**Records shown**.
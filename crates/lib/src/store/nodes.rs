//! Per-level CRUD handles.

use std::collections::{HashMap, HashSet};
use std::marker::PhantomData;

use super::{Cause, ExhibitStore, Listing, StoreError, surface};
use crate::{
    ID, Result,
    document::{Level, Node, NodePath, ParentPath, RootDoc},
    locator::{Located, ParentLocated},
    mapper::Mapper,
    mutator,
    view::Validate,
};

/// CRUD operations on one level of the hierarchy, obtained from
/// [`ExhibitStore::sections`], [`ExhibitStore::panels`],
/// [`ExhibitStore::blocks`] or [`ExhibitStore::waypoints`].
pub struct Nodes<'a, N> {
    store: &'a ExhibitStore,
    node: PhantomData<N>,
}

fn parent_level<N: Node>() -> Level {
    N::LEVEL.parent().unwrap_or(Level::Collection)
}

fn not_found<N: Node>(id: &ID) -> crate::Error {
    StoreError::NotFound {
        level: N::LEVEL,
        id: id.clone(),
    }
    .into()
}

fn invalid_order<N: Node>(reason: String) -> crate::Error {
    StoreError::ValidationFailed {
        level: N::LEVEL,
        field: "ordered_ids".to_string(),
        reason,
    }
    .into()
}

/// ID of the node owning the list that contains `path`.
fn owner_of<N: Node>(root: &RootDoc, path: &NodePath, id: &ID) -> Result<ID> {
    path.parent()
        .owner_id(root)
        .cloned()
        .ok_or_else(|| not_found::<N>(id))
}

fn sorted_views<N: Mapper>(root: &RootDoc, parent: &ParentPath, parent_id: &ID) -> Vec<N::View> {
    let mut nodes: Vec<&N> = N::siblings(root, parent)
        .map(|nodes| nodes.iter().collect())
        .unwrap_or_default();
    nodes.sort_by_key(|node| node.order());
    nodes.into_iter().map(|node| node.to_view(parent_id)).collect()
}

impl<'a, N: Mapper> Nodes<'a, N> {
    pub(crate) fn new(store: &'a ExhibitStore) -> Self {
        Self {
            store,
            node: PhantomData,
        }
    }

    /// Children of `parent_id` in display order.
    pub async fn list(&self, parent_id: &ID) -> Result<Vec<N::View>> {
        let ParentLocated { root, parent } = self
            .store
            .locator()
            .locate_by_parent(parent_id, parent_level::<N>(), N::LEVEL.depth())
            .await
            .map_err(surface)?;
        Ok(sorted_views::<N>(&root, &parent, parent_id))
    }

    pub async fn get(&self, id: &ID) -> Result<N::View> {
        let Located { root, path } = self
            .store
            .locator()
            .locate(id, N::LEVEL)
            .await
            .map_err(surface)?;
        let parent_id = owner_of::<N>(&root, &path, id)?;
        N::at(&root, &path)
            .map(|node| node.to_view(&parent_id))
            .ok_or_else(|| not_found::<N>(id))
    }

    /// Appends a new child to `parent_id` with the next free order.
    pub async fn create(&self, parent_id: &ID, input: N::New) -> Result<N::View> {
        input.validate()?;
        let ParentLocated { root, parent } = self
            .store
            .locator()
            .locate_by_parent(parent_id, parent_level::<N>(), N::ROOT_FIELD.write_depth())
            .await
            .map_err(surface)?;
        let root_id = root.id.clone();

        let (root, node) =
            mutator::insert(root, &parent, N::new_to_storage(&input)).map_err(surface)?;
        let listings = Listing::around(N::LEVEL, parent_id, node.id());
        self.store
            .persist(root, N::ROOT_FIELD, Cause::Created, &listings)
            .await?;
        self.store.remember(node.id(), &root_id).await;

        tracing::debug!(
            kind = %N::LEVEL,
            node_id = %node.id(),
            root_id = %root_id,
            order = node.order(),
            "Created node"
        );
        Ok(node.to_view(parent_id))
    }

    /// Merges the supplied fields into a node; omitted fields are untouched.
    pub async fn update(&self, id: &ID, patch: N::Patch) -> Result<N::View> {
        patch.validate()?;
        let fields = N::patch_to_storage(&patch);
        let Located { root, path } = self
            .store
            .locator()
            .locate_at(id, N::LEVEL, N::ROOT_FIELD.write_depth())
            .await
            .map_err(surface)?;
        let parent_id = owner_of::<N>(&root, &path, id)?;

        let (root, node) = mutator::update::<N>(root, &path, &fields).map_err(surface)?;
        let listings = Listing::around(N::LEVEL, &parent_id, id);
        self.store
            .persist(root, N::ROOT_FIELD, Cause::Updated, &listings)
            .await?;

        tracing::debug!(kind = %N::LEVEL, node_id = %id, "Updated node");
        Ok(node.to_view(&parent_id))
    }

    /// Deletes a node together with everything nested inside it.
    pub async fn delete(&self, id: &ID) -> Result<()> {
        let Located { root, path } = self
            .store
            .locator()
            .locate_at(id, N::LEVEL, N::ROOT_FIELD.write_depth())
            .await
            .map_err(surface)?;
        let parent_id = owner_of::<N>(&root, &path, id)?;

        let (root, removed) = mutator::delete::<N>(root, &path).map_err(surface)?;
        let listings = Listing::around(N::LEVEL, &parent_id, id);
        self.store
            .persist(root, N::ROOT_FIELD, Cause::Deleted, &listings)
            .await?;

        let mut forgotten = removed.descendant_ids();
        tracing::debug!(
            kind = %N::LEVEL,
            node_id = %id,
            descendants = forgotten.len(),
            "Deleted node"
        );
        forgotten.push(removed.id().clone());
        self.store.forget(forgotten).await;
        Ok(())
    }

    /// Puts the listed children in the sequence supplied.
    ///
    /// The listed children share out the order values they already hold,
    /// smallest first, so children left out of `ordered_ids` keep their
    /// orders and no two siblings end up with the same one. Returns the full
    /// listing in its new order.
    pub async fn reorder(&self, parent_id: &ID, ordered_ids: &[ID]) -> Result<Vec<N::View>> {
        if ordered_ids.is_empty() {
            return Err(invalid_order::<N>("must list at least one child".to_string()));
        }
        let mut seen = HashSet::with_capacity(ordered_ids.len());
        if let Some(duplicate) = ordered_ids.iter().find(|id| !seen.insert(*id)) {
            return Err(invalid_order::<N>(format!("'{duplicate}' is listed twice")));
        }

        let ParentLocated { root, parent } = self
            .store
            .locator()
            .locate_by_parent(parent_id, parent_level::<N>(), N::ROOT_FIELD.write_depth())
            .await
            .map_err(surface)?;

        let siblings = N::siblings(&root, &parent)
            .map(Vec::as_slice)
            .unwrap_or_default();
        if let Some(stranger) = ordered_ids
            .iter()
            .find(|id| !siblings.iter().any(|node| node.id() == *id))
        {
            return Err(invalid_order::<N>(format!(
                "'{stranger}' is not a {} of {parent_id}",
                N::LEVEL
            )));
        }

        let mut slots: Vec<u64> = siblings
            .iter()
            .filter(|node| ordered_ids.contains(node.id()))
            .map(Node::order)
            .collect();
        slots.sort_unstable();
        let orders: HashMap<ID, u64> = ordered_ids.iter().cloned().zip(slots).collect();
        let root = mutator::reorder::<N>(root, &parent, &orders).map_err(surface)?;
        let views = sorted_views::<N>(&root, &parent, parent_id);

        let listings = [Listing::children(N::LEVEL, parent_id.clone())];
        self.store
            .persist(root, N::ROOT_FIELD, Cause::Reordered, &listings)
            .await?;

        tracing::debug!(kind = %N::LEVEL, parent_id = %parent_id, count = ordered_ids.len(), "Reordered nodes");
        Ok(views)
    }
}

**Task details**.
Copy each line of the entries in which the string "duplicate" is found.

**Your solution**.
        if let Some(duplicate) = ordered_ids.iter().find(|id| !seen.insert(*id)) {
            return Err(invalid_order::<N>(format!("'{duplicate}' is listed twice")));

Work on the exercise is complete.